BRIEF → A single number is wanted: how many lines of the records below contain the word "simple".

DATA TO USE →
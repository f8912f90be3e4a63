//! Conversion between calendar dates and model time.
//!
//! Model time is measured in days since a reference date: with a reference of 2019-01-01,
//! 2019-02-01 is day `31.0`.
use time::{Date, Duration};

#[derive(Debug, Clone, Copy, PartialEq, Eq)]
pub struct Epoch {
    ref_date: Date,
}

impl Epoch {
    #[must_use]
    pub fn new(ref_date: Date) -> Self {
        Epoch { ref_date }
    }

    #[must_use]
    pub fn ref_date(&self) -> Date {
        self.ref_date
    }

    #[allow(clippy::cast_precision_loss)]
    #[must_use]
    pub fn date_to_number(&self, date: Date) -> f64 {
        (date - self.ref_date).whole_days() as f64
    }

    /// The date containing model time `t`. Returns `None` outside the range `time::Date`
    /// represents.
    #[allow(clippy::cast_possible_truncation)]
    #[must_use]
    pub fn number_to_date(&self, t: f64) -> Option<Date> {
        if !t.is_finite() {
            return None;
        }
        let days = t.floor();
        if days.abs() > f64::from(i32::MAX) {
            return None;
        }
        self.ref_date.checked_add(Duration::days(days as i64))
    }
}
//! Formula evaluator
//!
//! Evaluates formula ASTs against a row context to produce values.
//! Evaluation is pure: it performs no I/O and never mutates the context.

use crate::ast::{AggregateFunction, BinaryOperator, CellReference, FormulaExpr};
use crate::error::{FormulaError, FormulaResult};
use std::collections::HashMap;
use std::fmt;
use tabcalc_core::{CellSnapshot, ColumnId, RawValue, RowId, TableId};

/// Value produced by evaluation
#[derive(Debug, Clone, Copy, PartialEq)]
pub enum FormulaValue {
    Number(f64),
    /// Undefined arithmetic outcome, e.g. division by zero
    Undefined,
}

impl FormulaValue {
    /// The number, if defined
    pub fn as_number(&self) -> Option<f64> {
        match self {
            FormulaValue::Number(n) => Some(*n),
            FormulaValue::Undefined => None,
        }
    }

    /// Check if this is the undefined sentinel
    pub fn is_undefined(&self) -> bool {
        matches!(self, FormulaValue::Undefined)
    }
}

impl fmt::Display for FormulaValue {
    fn fmt(&self, f: &mut fmt::Formatter<'_>) -> fmt::Result {
        match self {
            FormulaValue::Number(n) => write!(f, "{}", n),
            FormulaValue::Undefined => f.write_str("undefined"),
        }
    }
}

impl From<f64> for FormulaValue {
    fn from(n: f64) -> Self {
        FormulaValue::Number(n)
    }
}

impl From<FormulaValue> for RawValue {
    fn from(value: FormulaValue) -> Self {
        match value {
            FormulaValue::Number(n) => RawValue::Number(n),
            FormulaValue::Undefined => RawValue::Null,
        }
    }
}

/// Context for formula evaluation
///
/// Built fresh for every evaluation from the cells sharing one row.
#[derive(Debug, Clone, Default)]
pub struct EvaluationContext {
    /// Table hosting the formula
    pub table_id: TableId,
    /// Row hosting the formula
    pub row_id: RowId,
    /// Sibling cells keyed by column
    pub sibling_cells: HashMap<ColumnId, CellSnapshot>,
}

impl EvaluationContext {
    /// Create a context from the cells of one row
    ///
    /// When a column appears more than once the last snapshot wins.
    pub fn new(
        table_id: impl Into<TableId>,
        row_id: impl Into<RowId>,
        cells: impl IntoIterator<Item = CellSnapshot>,
    ) -> Self {
        Self {
            table_id: table_id.into(),
            row_id: row_id.into(),
            sibling_cells: cells
                .into_iter()
                .map(|cell| (cell.column_id.clone(), cell))
                .collect(),
        }
    }

    /// Create a simple context without any cells (for testing)
    pub fn simple() -> Self {
        Self::default()
    }

    /// Numeric value of a referenced cell
    ///
    /// Missing cells, and cells outside this row, read as `0`.
    pub fn get_cell_value(&self, cell_ref: &CellReference) -> f64 {
        let table = cell_ref.table.resolve(&self.table_id);
        let row = cell_ref.row.resolve(&self.row_id);
        if table != self.table_id || row != self.row_id {
            return 0.0;
        }

        self.sibling_cells
            .get(&cell_ref.column)
            .map(|cell| cell.raw_value.as_number())
            .unwrap_or(0.0)
    }
}

/// Evaluate a formula expression
pub fn evaluate(expr: &FormulaExpr, ctx: &EvaluationContext) -> FormulaResult<FormulaValue> {
    match expr {
        // === Literals ===
        FormulaExpr::Constant(n) => Ok(FormulaValue::Number(*n)),

        // === References ===
        FormulaExpr::CellRef(cell_ref) => Ok(FormulaValue::Number(ctx.get_cell_value(cell_ref))),

        // === Operators ===
        FormulaExpr::BinaryOp { op, operands } => evaluate_binary_op(*op, operands, ctx),

        FormulaExpr::Aggregate { func, operands } => evaluate_aggregate(*func, operands, ctx),

        FormulaExpr::Conditional {
            condition,
            then_branch,
            else_branch,
        } => match evaluate(condition, ctx)? {
            FormulaValue::Undefined => Ok(FormulaValue::Undefined),
            FormulaValue::Number(n) if n != 0.0 => evaluate(then_branch, ctx),
            FormulaValue::Number(_) => evaluate(else_branch, ctx),
        },
    }
}

/// Evaluate an arithmetic operation, folding operands left to right
///
/// The first undefined step ends the fold; later operands are not evaluated.
fn evaluate_binary_op(
    op: BinaryOperator,
    operands: &[FormulaExpr],
    ctx: &EvaluationContext,
) -> FormulaResult<FormulaValue> {
    let (mut acc, rest) = match op {
        BinaryOperator::Add => (0.0, operands),
        BinaryOperator::Multiply => (1.0, operands),
        BinaryOperator::Subtract | BinaryOperator::Divide => {
            let (first, rest) = operands
                .split_first()
                .ok_or(FormulaError::MissingOperand(op.tag()))?;
            match evaluate(first, ctx)? {
                FormulaValue::Number(n) => (n, rest),
                FormulaValue::Undefined => return Ok(FormulaValue::Undefined),
            }
        }
    };

    for operand in rest {
        let value = match evaluate(operand, ctx)? {
            FormulaValue::Number(n) => n,
            FormulaValue::Undefined => return Ok(FormulaValue::Undefined),
        };

        acc = match op {
            BinaryOperator::Add => acc + value,
            BinaryOperator::Subtract => acc - value,
            BinaryOperator::Multiply => acc * value,
            BinaryOperator::Divide => {
                if value == 0.0 {
                    return Ok(FormulaValue::Undefined);
                }
                acc / value
            }
        };
    }

    Ok(FormulaValue::Number(acc))
}

/// Evaluate an aggregate; every operand is evaluated eagerly
fn evaluate_aggregate(
    func: AggregateFunction,
    operands: &[FormulaExpr],
    ctx: &EvaluationContext,
) -> FormulaResult<FormulaValue> {
    let mut values = Vec::with_capacity(operands.len());
    for operand in operands {
        values.push(evaluate(operand, ctx)?);
    }

    let total: Option<f64> = values.iter().map(FormulaValue::as_number).sum();

    Ok(match (func, total) {
        (AggregateFunction::Count, _) => FormulaValue::Number(values.len() as f64),
        (_, None) => FormulaValue::Undefined,
        (AggregateFunction::Sum, Some(total)) => FormulaValue::Number(total),
        (AggregateFunction::Average, Some(_)) if values.is_empty() => FormulaValue::Undefined,
        (AggregateFunction::Average, Some(total)) => {
            FormulaValue::Number(total / values.len() as f64)
        }
    })
}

ANSWER BELOW → 2